- From: Aryeh Gregor <Simetrical+w3c@gmail.com>
- Date: Fri, 25 Mar 2011 13:25:43 -0400
- To: Lachlan Hunt <lachlan.hunt@lachy.id.au>
- Cc: Henri Sivonen <hsivonen@iki.fi>, HTML Accessibility Task Force <public-html-a11y@w3.org>, HTMLWG WG <public-html@w3.org>
On Fri, Mar 25, 2011 at 8:26 AM, Lachlan Hunt <lachlan.hunt@lachy.id.au> wrote: > It's completely bogus in the case of MediaWiki, for example. Take this > randomly picked image from the front page of Wikipedia today.
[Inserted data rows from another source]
use anyhow::{Context, Error, Result};
use once_cell::sync::OnceCell;
use opentelemetry::{KeyValue, global, trace::TracerProvider};
use opentelemetry_otlp::WithExportConfig;
use opentelemetry_sdk::{
    Resource,
    trace::{RandomIdGenerator, Sampler, SdkTracer, SdkTracerProvider},
};
use tracing::info;
use tracing_subscriber::{EnvFilter, layer::SubscriberExt, util::SubscriberInitExt};

static TRACING_INIT: OnceCell<()> = OnceCell::new();

/// Initializes the tracing subscriber exactly once.
///
/// Uses a JSON fmt layer filtered by `RUST_LOG` (default `info`). OTLP export
/// is wired up separately via `init_tracer` once the exporter version matches
/// the rest of the opentelemetry stack.
///
/// # Errors
/// Returns an error if the subscriber has already been installed by another library.
pub fn init() -> Result<()> {
    TRACING_INIT.get_or_try_init(|| {
        let env_filter =
            EnvFilter::try_from_default_env().unwrap_or_else(|_| EnvFilter::new("info"));

        let fmt_layer = tracing_subscriber::fmt::layer().with_target(false).json();

        tracing_subscriber::registry()
            .with(env_filter)
            .with(fmt_layer)
            .try_init()
            .map_err(|error| Error::msg(error.to_string()))?;

        info!("standard tracing initialized");

        Ok::<(), Error>(())
    })?;
    Ok(())
}

/// Initializes an OpenTelemetry tracer exporting via OTLP.
///
/// Sampling ratio is controlled by `OTEL_SAMPLING_RATIO` (default 1.0 = sample everything).
///
/// # Errors
/// Returns an error if the exporter cannot be built.
#[allow(dead_code)]
fn init_tracer(endpoint: &str) -> Result<SdkTracer> {
    let sampling_ratio = std::env::var("OTEL_SAMPLING_RATIO")
        .ok()
        .and_then(|s| s.parse::<f64>().ok())
        .unwrap_or(1.0);

    let exporter = opentelemetry_otlp::SpanExporter::builder()
        .with_tonic()
        .with_endpoint(endpoint)
        .build()
        .context("failed to build OTLP span exporter")?;

    let resource = Resource::builder()
        .with_attributes([
            KeyValue::new("service.name", "company-research-pipeline"),
            KeyValue::new("service.version", env!("CARGO_PKG_VERSION")),
        ])
        .build();

    let tracer_provider = SdkTracerProvider::builder()
        .with_batch_exporter(exporter)
        .with_sampler(Sampler::TraceIdRatioBased(sampling_ratio))
        .with_id_generator(RandomIdGenerator::default())
        .with_resource(resource)
        .build();

    let tracer = tracer_provider.tracer("company-research-pipeline");

    global::set_tracer_provider(tracer_provider);

    Ok(tracer)
}

/// Shuts down the global OpenTelemetry tracer provider, flushing pending spans.
///
/// Call this on application exit.
#[allow(dead_code)]
pub fn shutdown() {
    // The 0.31 SDK doesn't expose a way to recover the SdkTracerProvider from
    // the global tracer, so callers that need a clean shutdown should hold on
    // to the provider returned by `init_tracer` and shut it down directly.
}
The URL ends > in .jpg, but it's to the image's summary page, not the image itself, and so > this could actually be a perfectly acceptable URL for a longdesc (if the > page actually contained a suitable description). > > http://en.wikipedia.org/wiki/File:San_Giacomo_di_Rialto_%28Facade%29.jpg FWIW, we consider that a bug: https://bugzilla.wikimedia.org/show_bug.cgi?id=4421 We've had anecdotal reports in the past that, for instance, Google doesn't index MediaWiki file description pages because of this, apparently with special exceptions for some high-profile sites like Wikipedia. I haven't personally verified these reports, but they came from fairly credible sources. Even if we fixed that, of course, there's still nothing to stop article names from ending in common extensions, like <http://en.wikipedia.org/wiki/Hello.jpg> (don't worry, no pictures in that article!). It's occurred to me that we could add type="text/html" to such links to disambiguate them, if we thought anyone would use that info . . . Although anyway, yeah, you're right that extension sniffing is not completely reliable.